Abstract:In our daily life, cluttered objects are everywhere, from scattered stationery and books cluttering the table to bowls and plates filling the kitchen sink. Retrieving a target object from clutters is an essential while challenging skill for robots, for the difficulty of safely manipulating an object without disturbing others, which requires the robot to plan a manipulation sequence and first move away a few other objects supported by the target object step by step.

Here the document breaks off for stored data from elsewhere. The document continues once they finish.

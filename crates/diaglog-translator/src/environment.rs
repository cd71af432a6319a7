// crates/diaglog-translator/src/environment.rs
// ============================================================================
// Module: Locale Environment
// Description: Process-wide locale state consulted by message lookups.
// Purpose: Isolate environment variables and the message-locale category.
// Dependencies: std
// ============================================================================

//! ## Overview
//! Message localization is keyed by ambient process state rather than by an
//! explicit parameter: the `LC_ALL`, `LC_MESSAGES`, and `LANG` variables plus
//! the process message-locale category. [`LocaleEnvironment`] is the seam over
//! that state. [`ProcessLocaleEnvironment`] mutates the real process, so every
//! instance shares one global state; [`InMemoryLocaleEnvironment`] keeps the
//! same state private to one value.
//!
//! Writes to the real process environment are serialized through a process-wide
//! lock, but readers outside this crate (other threads calling
//! [`std::env::var`], C libraries) are not. Only one translator should drive
//! the process environment at a time.

// ============================================================================
// SECTION: Imports
// ============================================================================

use std::collections::BTreeMap;
use std::env;
use std::sync::Mutex;
use std::sync::PoisonError;
use std::sync::RwLock;

// ============================================================================
// SECTION: Constants
// ============================================================================

/// Variable overriding every locale category.
pub const LC_ALL: &str = "LC_ALL";
/// Variable selecting the message-locale category.
pub const LC_MESSAGES: &str = "LC_MESSAGES";
/// Variable supplying the default for every category.
pub const LANG: &str = "LANG";
/// Unlocalized baseline locale.
pub const C_LOCALE: &str = "C";

/// Variables consulted when resolving the message locale, highest precedence first.
const MESSAGE_LOCALE_VARS: &[&str] = &[LC_ALL, LC_MESSAGES, LANG];

// ============================================================================
// SECTION: Trait
// ============================================================================

/// Ambient locale state shared by everything running in one environment.
pub trait LocaleEnvironment: Send + Sync {
    /// Returns the value of an environment variable.
    fn var(&self, name: &str) -> Option<String>;

    /// Sets an environment variable.
    fn set_var(&self, name: &str, value: &str);

    /// Removes an environment variable.
    fn remove_var(&self, name: &str);

    /// Returns the current message-locale category setting, if one was applied.
    fn message_locale(&self) -> Option<String>;

    /// Applies `locale` as the message-locale category setting.
    fn set_message_locale(&self, locale: &str);
}

// ============================================================================
// SECTION: Resolution
// ============================================================================

/// Resolves the message locale the environment asks for.
///
/// Returns the first non-empty of `LC_ALL`, `LC_MESSAGES`, `LANG`, or
/// [`C_LOCALE`] when none is set.
#[must_use]
pub fn requested_message_locale(environment: &dyn LocaleEnvironment) -> String {
    MESSAGE_LOCALE_VARS
        .iter()
        .find_map(|name| non_empty(environment.var(name)))
        .unwrap_or_else(|| C_LOCALE.to_string())
}

/// Returns the locale a message lookup observes right now.
///
/// `LC_ALL` overrides the category setting; with neither present the
/// baseline [`C_LOCALE`] applies.
#[must_use]
pub fn effective_message_locale(environment: &dyn LocaleEnvironment) -> String {
    non_empty(environment.var(LC_ALL))
        .or_else(|| non_empty(environment.message_locale()))
        .unwrap_or_else(|| C_LOCALE.to_string())
}

/// Filters out empty values.
fn non_empty(value: Option<String>) -> Option<String> {
    value.filter(|value| !value.is_empty())
}

// ============================================================================
// SECTION: Scoped Override
// ============================================================================

/// Sets a variable for the lifetime of the guard, then restores the prior state.
///
/// # Invariants
/// - On drop the variable holds its previous value, or is removed if it had none.
pub struct ScopedVar<'a> {
    /// Environment the override applies to.
    environment: &'a dyn LocaleEnvironment,
    /// Overridden variable.
    name: &'static str,
    /// Value present before the override.
    previous: Option<String>,
}

impl<'a> ScopedVar<'a> {
    /// Sets `name` to `value` until the returned guard is dropped.
    #[must_use]
    pub fn set(environment: &'a dyn LocaleEnvironment, name: &'static str, value: &str) -> Self {
        let previous = environment.var(name);
        environment.set_var(name, value);
        Self {
            environment,
            name,
            previous,
        }
    }
}

impl Drop for ScopedVar<'_> {
    fn drop(&mut self) {
        match self.previous.as_deref() {
            Some(value) => self.environment.set_var(self.name, value),
            None => self.environment.remove_var(self.name),
        }
    }
}

// ============================================================================
// SECTION: Process Environment
// ============================================================================

/// Serializes this crate's writes to the process environment.
static PROCESS_ENV_LOCK: Mutex<()> = Mutex::new(());

/// Process message-locale category; `None` until first applied.
static PROCESS_MESSAGE_LOCALE: RwLock<Option<String>> = RwLock::new(None);

/// The real process environment.
///
/// # Invariants
/// - All instances observe and mutate the same process-global state.
/// - Values containing NUL bytes are ignored rather than applied.
#[derive(Debug, Clone, Copy, Default)]
pub struct ProcessLocaleEnvironment;

impl LocaleEnvironment for ProcessLocaleEnvironment {
    fn var(&self, name: &str) -> Option<String> {
        let _guard = PROCESS_ENV_LOCK.lock().unwrap_or_else(PoisonError::into_inner);
        env::var(name).ok()
    }

    #[allow(unsafe_code, reason = "Mutating the process environment is inherently unsafe.")]
    fn set_var(&self, name: &str, value: &str) {
        if name.is_empty() || name.contains(['=', '\0']) || value.contains('\0') {
            return;
        }
        let _guard = PROCESS_ENV_LOCK.lock().unwrap_or_else(PoisonError::into_inner);
        // SAFETY: writes from this crate are serialized by `PROCESS_ENV_LOCK`,
        // and callers are required to run a single translator per process.
        unsafe { env::set_var(name, value) };
    }

    #[allow(unsafe_code, reason = "Mutating the process environment is inherently unsafe.")]
    fn remove_var(&self, name: &str) {
        if name.is_empty() || name.contains(['=', '\0']) {
            return;
        }
        let _guard = PROCESS_ENV_LOCK.lock().unwrap_or_else(PoisonError::into_inner);
        // SAFETY: see `set_var`.
        unsafe { env::remove_var(name) };
    }

    fn message_locale(&self) -> Option<String> {
        PROCESS_MESSAGE_LOCALE.read().unwrap_or_else(PoisonError::into_inner).clone()
    }

    fn set_message_locale(&self, locale: &str) {
        if locale.contains('\0') {
            return;
        }
        *PROCESS_MESSAGE_LOCALE.write().unwrap_or_else(PoisonError::into_inner) =
            Some(locale.to_string());
    }
}

// ============================================================================
// SECTION: In-Memory Environment
// ============================================================================

/// Locale environment private to one value.
#[derive(Debug, Default)]
pub struct InMemoryLocaleEnvironment {
    /// Environment variables.
    vars: Mutex<BTreeMap<String, String>>,
    /// Message-locale category setting.
    message_locale: Mutex<Option<String>>,
}

impl InMemoryLocaleEnvironment {
    /// Creates an empty environment (resolves to the `C` locale).
    #[must_use]
    pub fn new() -> Self {
        Self::default()
    }

    /// Sets a variable, builder style.
    #[must_use]
    pub fn with_var(self, name: &str, value: &str) -> Self {
        self.set_var(name, value);
        self
    }
}

impl LocaleEnvironment for InMemoryLocaleEnvironment {
    fn var(&self, name: &str) -> Option<String> {
        self.vars.lock().unwrap_or_else(PoisonError::into_inner).get(name).cloned()
    }

    fn set_var(&self, name: &str, value: &str) {
        self.vars
            .lock()
            .unwrap_or_else(PoisonError::into_inner)
            .insert(name.to_string(), value.to_string());
    }

    fn remove_var(&self, name: &str) {
        self.vars.lock().unwrap_or_else(PoisonError::into_inner).remove(name);
    }

    fn message_locale(&self) -> Option<String> {
        self.message_locale.lock().unwrap_or_else(PoisonError::into_inner).clone()
    }

    fn set_message_locale(&self, locale: &str) {
        *self.message_locale.lock().unwrap_or_else(PoisonError::into_inner) =
            Some(locale.to_string());
    }
}

#[cfg(test)]
mod tests;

However, due to the diversity of object configurations (e.g., categories, geometries, locations and poses) and their combinations in clutters, it is difficult for a robot to accurately infer the support relations between objects faraway with various objects in between. In this paper, we study retrieving objects in complicated clutters via a novel method of recursively broadcasting the accurate local dynamics to build a support relation graph of the whole scene, which largely reduces the complexity of the support relation inference and improves the accuracy. Experiments in both simulation and the real world demonstrate the efficiency and effectiveness of our method.